**Problem**
The goal is to restate all of the records below word for word.

● ● ● ● ●

//! # Rental Lifecycle
//!
//! The rental state machine, as pure functions.
//!
//! ## Transition Table
//! ```text
//! ┌────────────────┬─────────────────────┬────────────┬──────────────────────┐
//! │ Action         │ Allowed from        │ No-op from │ Target               │
//! ├────────────────┼─────────────────────┼────────────┼──────────────────────┤
//! │ ConfirmPickup  │ confirmed           │ active     │ active               │
//! │ ConfirmReturn  │ confirmed, active   │ completed  │ completed            │
//! │ Complete       │ confirmed, active   │ completed  │ completed            │
//! │ Cancel         │ pending, confirmed  │ cancelled  │ cancelled            │
//! └────────────────┴─────────────────────┴────────────┴──────────────────────┘
//!   anything else → CoreError::InvalidTransition, nothing written
//! ```
//!
//! Creation is not an action here: a new rental starts as `confirmed`
//! (payment is a stub), and reservation is handled by the store.
//!
//! ## Item Status Follows Rental Facts
//! After every write the item status is recomputed with [`settle_item_status`]:
//! `rented` while any occupying rental exists, otherwise whatever the owner
//! chose (`available` or `unavailable`).

use serde::{Deserialize, Serialize};
use std::fmt;
use ts_rs::TS;

use crate::error::{CoreError, CoreResult};
use crate::types::{ItemStatus, RentalStatus};

// =============================================================================
// Actions
// =============================================================================

/// Something a renter or owner asks to do with an existing rental.
#[derive(Debug, Clone, Copy, PartialEq, Eq, Hash, Serialize, Deserialize, TS)]
#[serde(rename_all = "snake_case")]
#[ts(export)]
pub enum RentalAction {
    ConfirmPickup,
    ConfirmReturn,
    Complete,
    Cancel,
}

impl RentalAction {
    pub const ALL: [RentalAction; 4] = [
        RentalAction::ConfirmPickup,
        RentalAction::ConfirmReturn,
        RentalAction::Complete,
        RentalAction::Cancel,
    ];

    /// Status the rental ends up in.
    pub const fn target(&self) -> RentalStatus {
        match self {
            RentalAction::ConfirmPickup => RentalStatus::Active,
            RentalAction::ConfirmReturn | RentalAction::Complete => RentalStatus::Completed,
            RentalAction::Cancel => RentalStatus::Cancelled,
        }
    }

    /// Whether `from` may move to [`target`](Self::target).
    pub const fn allowed_from(&self, from: RentalStatus) -> bool {
        match self {
            RentalAction::ConfirmPickup => matches!(from, RentalStatus::Confirmed),
            RentalAction::ConfirmReturn | RentalAction::Complete => {
                matches!(from, RentalStatus::Confirmed | RentalStatus::Active)
            }
            RentalAction::Cancel => matches!(from, RentalStatus::Pending | RentalStatus::Confirmed),
        }
    }

    /// Only the renter may cancel. Every other action is open to the
    /// renter and the item owner.
    pub const fn renter_only(&self) -> bool {
        matches!(self, RentalAction::Cancel)
    }

    pub const fn as_str(&self) -> &'static str {
        match self {
            RentalAction::ConfirmPickup => "confirm pickup",
            RentalAction::ConfirmReturn => "confirm return",
            RentalAction::Complete => "complete",
            RentalAction::Cancel => "cancel",
        }
    }
}

impl fmt::Display for RentalAction {
    fn fmt(&self, f: &mut fmt::Formatter<'_>) -> fmt::Result {
        f.write_str(self.as_str())
    }
}

// =============================================================================
// Transition Planning
// =============================================================================

/// What applying an action to a rental would do.
#[derive(Debug, Clone, Copy, PartialEq, Eq)]
pub enum Transition {
    /// Move the rental from `from` to `to`.
    Change { from: RentalStatus, to: RentalStatus },
    /// The rental is already where the action leads. Nothing to write.
    Unchanged(RentalStatus),
}

impl Transition {
    /// Status the rental has once the transition is applied.
    pub const fn resulting_status(&self) -> RentalStatus {
        match self {
            Transition::Change { to, .. } => *to,
            Transition::Unchanged(status) => *status,
        }
    }
}

/// Plans `action` against a rental currently in `current`.
///
/// ## Example
/// ```rust
/// use rentwell_core::lifecycle::plan;
/// use rentwell_core::{RentalAction, RentalStatus, Transition};
///
/// let t = plan("r-1", RentalStatus::Confirmed, RentalAction::ConfirmPickup).unwrap();
/// assert_eq!(t, Transition::Change { from: RentalStatus::Confirmed, to: RentalStatus::Active });
///
/// let t = plan("r-1", RentalStatus::Active, RentalAction::ConfirmPickup).unwrap();
/// assert_eq!(t, Transition::Unchanged(RentalStatus::Active));
///
/// assert!(plan("r-1", RentalStatus::Cancelled, RentalAction::ConfirmReturn).is_err());
/// ```
pub fn plan(rental_id: &str, current: RentalStatus, action: RentalAction) -> CoreResult<Transition> {
    let target = action.target();

    if current == target {
        return Ok(Transition::Unchanged(current));
    }

    if action.allowed_from(current) {
        Ok(Transition::Change {
            from: current,
            to: target,
        })
    } else {
        Err(CoreError::InvalidTransition {
            rental_id: rental_id.to_string(),
            from: current,
            action,
        })
    }
}

/// Item status implied by the rentals of an item.
///
/// `current` is the status stored on the item before recomputing; it only
/// matters when nothing occupies the item, to keep an owner's
/// `unavailable` listing in place.
pub const fn settle_item_status(current: ItemStatus, any_occupying: bool) -> ItemStatus {
    if any_occupying {
        ItemStatus::Rented
    } else {
        match current {
            ItemStatus::Unavailable => ItemStatus::Unavailable,
            ItemStatus::Available | ItemStatus::Rented => ItemStatus::Available,
        }
    }
}

// =============================================================================
// Unit Tests
// =============================================================================

#[cfg(test)]
mod tests {
    use super::*;

    #[test]
    fn test_full_happy_path() {
        let mut status = RentalStatus::Confirmed;
        for action in [RentalAction::ConfirmPickup, RentalAction::ConfirmReturn] {
            status = plan("r", status, action).unwrap().resulting_status();
        }
        assert_eq!(status, RentalStatus::Completed);
    }

    #[test]
    fn test_transition_table() {
        use RentalAction::*;
        use RentalStatus::*;

        let cases = [
            (ConfirmPickup, Pending, None),
            (ConfirmPickup, Confirmed, Some(Active)),
            (ConfirmPickup, Active, Some(Active)),
            (ConfirmPickup, Completed, None),
            (ConfirmPickup, Cancelled, None),
            (ConfirmReturn, Pending, None),
            (ConfirmReturn, Confirmed, Some(Completed)),
            (ConfirmReturn, Active, Some(Completed)),
            (ConfirmReturn, Completed, Some(Completed)),
            (ConfirmReturn, Cancelled, None),
            (Complete, Confirmed, Some(Completed)),
            (Complete, Cancelled, None),
            (Cancel, Pending, Some(Cancelled)),
            (Cancel, Confirmed, Some(Cancelled)),
            (Cancel, Active, None),
            (Cancel, Completed, None),
            (Cancel, Cancelled, Some(Cancelled)),
        ];

        for (action, from, expected) in cases {
            let result = plan("r", from, action).ok().map(|t| t.resulting_status());
            assert_eq!(result, expected, "{action} from {from}");
        }
    }

    #[test]
    fn test_terminal_rentals_never_occupy_again() {
        for from in [RentalStatus::Completed, RentalStatus::Cancelled] {
            for action in RentalAction::ALL {
                if let Ok(t) = plan("r", from, action) {
                    assert_eq!(t, Transition::Unchanged(from));
                }
            }
        }
    }

    #[test]
    fn test_only_cancel_is_renter_only() {
        let renter_only: Vec<_> = RentalAction::ALL
            .into_iter()
            .filter(|a| a.renter_only())
            .collect();
        assert_eq!(renter_only, vec![RentalAction::Cancel]);
    }

    #[test]
    fn test_settle_item_status() {
        assert_eq!(settle_item_status(ItemStatus::Available, true), ItemStatus::Rented);
        assert_eq!(settle_item_status(ItemStatus::Rented, false), ItemStatus::Available);
        assert_eq!(settle_item_status(ItemStatus::Unavailable, false), ItemStatus::Unavailable);
        assert_eq!(settle_item_status(ItemStatus::Unavailable, true), ItemStatus::Rented);
    }
}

● ● ● ● ●

**The completed task**
//! # Rental Lifecycle
//!
//! The rental state machine, as pure functions.
//!
//! ## Transition Table
//! ```text
//! ┌────────────────┬─────────────────────┬────────────┬──────────────────────┐
//! │ Action         │ Allowed from        │ No-op from │ Target               │
//! ├────────────────┼─────────────────────┼────────────┼──────────────────────┤
//! │ ConfirmPickup  │ confirmed           │ active     │ active               │
//! │ ConfirmReturn  │ confirmed, active   │ completed  │ completed            │
//! │ Complete       │ confirmed, active   │ completed  │ completed            │
//! │ Cancel         │ pending, confirmed  │ cancelled  │ cancelled            │
//! └────────────────┴─────────────────────┴────────────┴──────────────────────┘
//!   anything else → CoreError::InvalidTransition, nothing written
//! ```
//!
//! Creation is not an action here: a new rental starts as `confirmed`
//! (payment is a stub), and reservation is handled by the store.
//!
//! ## Item Status Follows Rental Facts
//! After every write the item status is recomputed with [`settle_item_status`]:
//! `rented` while any occupying rental exists, otherwise whatever the owner
//! chose (`available` or `unavailable`).

use serde::{Deserialize, Serialize};
use std::fmt;
use ts_rs::TS;

use crate::error::{CoreError, CoreResult};
use crate::types::{ItemStatus, RentalStatus};

// =============================================================================
// Actions
// =============================================================================

/// Something a renter or owner asks to do with an existing rental.
#[derive(Debug, Clone, Copy, PartialEq, Eq, Hash, Serialize, Deserialize, TS)]
#[serde(rename_all = "snake_case")]
#[ts(export)]
pub enum RentalAction {
    ConfirmPickup,
    ConfirmReturn,
    Complete,
    Cancel,
}

impl RentalAction {
    pub const ALL: [RentalAction; 4] = [
        RentalAction::ConfirmPickup,
        RentalAction::ConfirmReturn,
        RentalAction::Complete,
        RentalAction::Cancel,
    ];

    /// Status the rental ends up in.
    pub const fn target(&self) -> RentalStatus {
        match self {
            RentalAction::ConfirmPickup => RentalStatus::Active,
            RentalAction::ConfirmReturn | RentalAction::Complete => RentalStatus::Completed,
            RentalAction::Cancel => RentalStatus::Cancelled,
        }
    }

    /// Whether `from` may move to [`target`](Self::target).
    pub const fn allowed_from(&self, from: RentalStatus) -> bool {
        match self {
            RentalAction::ConfirmPickup => matches!(from, RentalStatus::Confirmed),
            RentalAction::ConfirmReturn | RentalAction::Complete => {
                matches!(from, RentalStatus::Confirmed | RentalStatus::Active)
            }
            RentalAction::Cancel => matches!(from, RentalStatus::Pending | RentalStatus::Confirmed),
        }
    }

    /// Only the renter may cancel. Every other action is open to the
    /// renter and the item owner.
    pub const fn renter_only(&self) -> bool {
        matches!(self, RentalAction::Cancel)
    }

    pub const fn as_str(&self) -> &'static str {
        match self {
            RentalAction::ConfirmPickup => "confirm pickup",
            RentalAction::ConfirmReturn => "confirm return",
            RentalAction::Complete => "complete",
            RentalAction::Cancel => "cancel",
        }
    }
}

impl fmt::Display for RentalAction {
    fn fmt(&self, f: &mut fmt::Formatter<'_>) -> fmt::Result {
        f.write_str(self.as_str())
    }
}

// =============================================================================
// Transition Planning
// =============================================================================

/// What applying an action to a rental would do.
#[derive(Debug, Clone, Copy, PartialEq, Eq)]
pub enum Transition {
    /// Move the rental from `from` to `to`.
    Change { from: RentalStatus, to: RentalStatus },
    /// The rental is already where the action leads. Nothing to write.
    Unchanged(RentalStatus),
}

impl Transition {
    /// Status the rental has once the transition is applied.
    pub const fn resulting_status(&self) -> RentalStatus {
        match self {
            Transition::Change { to, .. } => *to,
            Transition::Unchanged(status) => *status,
        }
    }
}

/// Plans `action` against a rental currently in `current`.
///
/// ## Example
/// ```rust
/// use rentwell_core::lifecycle::plan;
/// use rentwell_core::{RentalAction, RentalStatus, Transition};
///
/// let t = plan("r-1", RentalStatus::Confirmed, RentalAction::ConfirmPickup).unwrap();
/// assert_eq!(t, Transition::Change { from: RentalStatus::Confirmed, to: RentalStatus::Active });
///
/// let t = plan("r-1", RentalStatus::Active, RentalAction::ConfirmPickup).unwrap();
/// assert_eq!(t, Transition::Unchanged(RentalStatus::Active));
///
/// assert!(plan("r-1", RentalStatus::Cancelled, RentalAction::ConfirmReturn).is_err());
/// ```
pub fn plan(rental_id: &str, current: RentalStatus, action: RentalAction) -> CoreResult<Transition> {
    let target = action.target();

    if current == target {
        return Ok(Transition::Unchanged(current));
    }

    if action.allowed_from(current) {
        Ok(Transition::Change {
            from: current,
            to: target,
        })
    } else {
        Err(CoreError::InvalidTransition {
            rental_id: rental_id.to_string(),
            from: current,
            action,
        })
    }
}

/// Item status implied by the rentals of an item.
///
/// `current` is the status stored on the item before recomputing; it only
/// matters when nothing occupies the item, to keep an owner's
/// `unavailable` listing in place.
pub const fn settle_item_status(current: ItemStatus, any_occupying: bool) -> ItemStatus {
    if any_occupying {
        ItemStatus::Rented
    } else {
        match current {
            ItemStatus::Unavailable => ItemStatus::Unavailable,
            ItemStatus::Available | ItemStatus::Rented => ItemStatus::Available,
        }
    }
}

// =============================================================================
// Unit Tests
// =============================================================================

#[cfg(test)]
mod tests {
    use super::*;

    #[test]
    fn test_full_happy_path() {
        let mut status = RentalStatus::Confirmed;
        for action in [RentalAction::ConfirmPickup, RentalAction::ConfirmReturn] {
            status = plan("r", status, action).unwrap().resulting_status();
        }
        assert_eq!(status, RentalStatus::Completed);
    }

    #[test]
    fn test_transition_table() {
        use RentalAction::*;
        use RentalStatus::*;

        let cases = [
            (ConfirmPickup, Pending, None),
            (ConfirmPickup, Confirmed, Some(Active)),
            (ConfirmPickup, Active, Some(Active)),
            (ConfirmPickup, Completed, None),
            (ConfirmPickup, Cancelled, None),
            (ConfirmReturn, Pending, None),
            (ConfirmReturn, Confirmed, Some(Completed)),
            (ConfirmReturn, Active, Some(Completed)),
            (ConfirmReturn, Completed, Some(Completed)),
            (ConfirmReturn, Cancelled, None),
            (Complete, Confirmed, Some(Completed)),
            (Complete, Cancelled, None),
            (Cancel, Pending, Some(Cancelled)),
            (Cancel, Confirmed, Some(Cancelled)),
            (Cancel, Active, None),
            (Cancel, Completed, None),
            (Cancel, Cancelled, Some(Cancelled)),
        ];

        for (action, from, expected) in cases {
            let result = plan("r", from, action).ok().map(|t| t.resulting_status());
            assert_eq!(result, expected, "{action} from {from}");
        }
    }

    #[test]
    fn test_terminal_rentals_never_occupy_again() {
        for from in [RentalStatus::Completed, RentalStatus::Cancelled] {
            for action in RentalAction::ALL {
                if let Ok(t) = plan("r", from, action) {
                    assert_eq!(t, Transition::Unchanged(from));
                }
            }
        }
    }

    #[test]
    fn test_only_cancel_is_renter_only() {
        let renter_only: Vec<_> = RentalAction::ALL
            .into_iter()
            .filter(|a| a.renter_only())
            .collect();
        assert_eq!(renter_only, vec![RentalAction::Cancel]);
    }

    #[test]
    fn test_settle_item_status() {
        assert_eq!(settle_item_status(ItemStatus::Available, true), ItemStatus::Rented);
        assert_eq!(settle_item_status(ItemStatus::Rented, false), ItemStatus::Available);
        assert_eq!(settle_item_status(ItemStatus::Unavailable, false), ItemStatus::Unavailable);
        assert_eq!(settle_item_status(ItemStatus::Unavailable, true), ItemStatus::Rented);
    }
}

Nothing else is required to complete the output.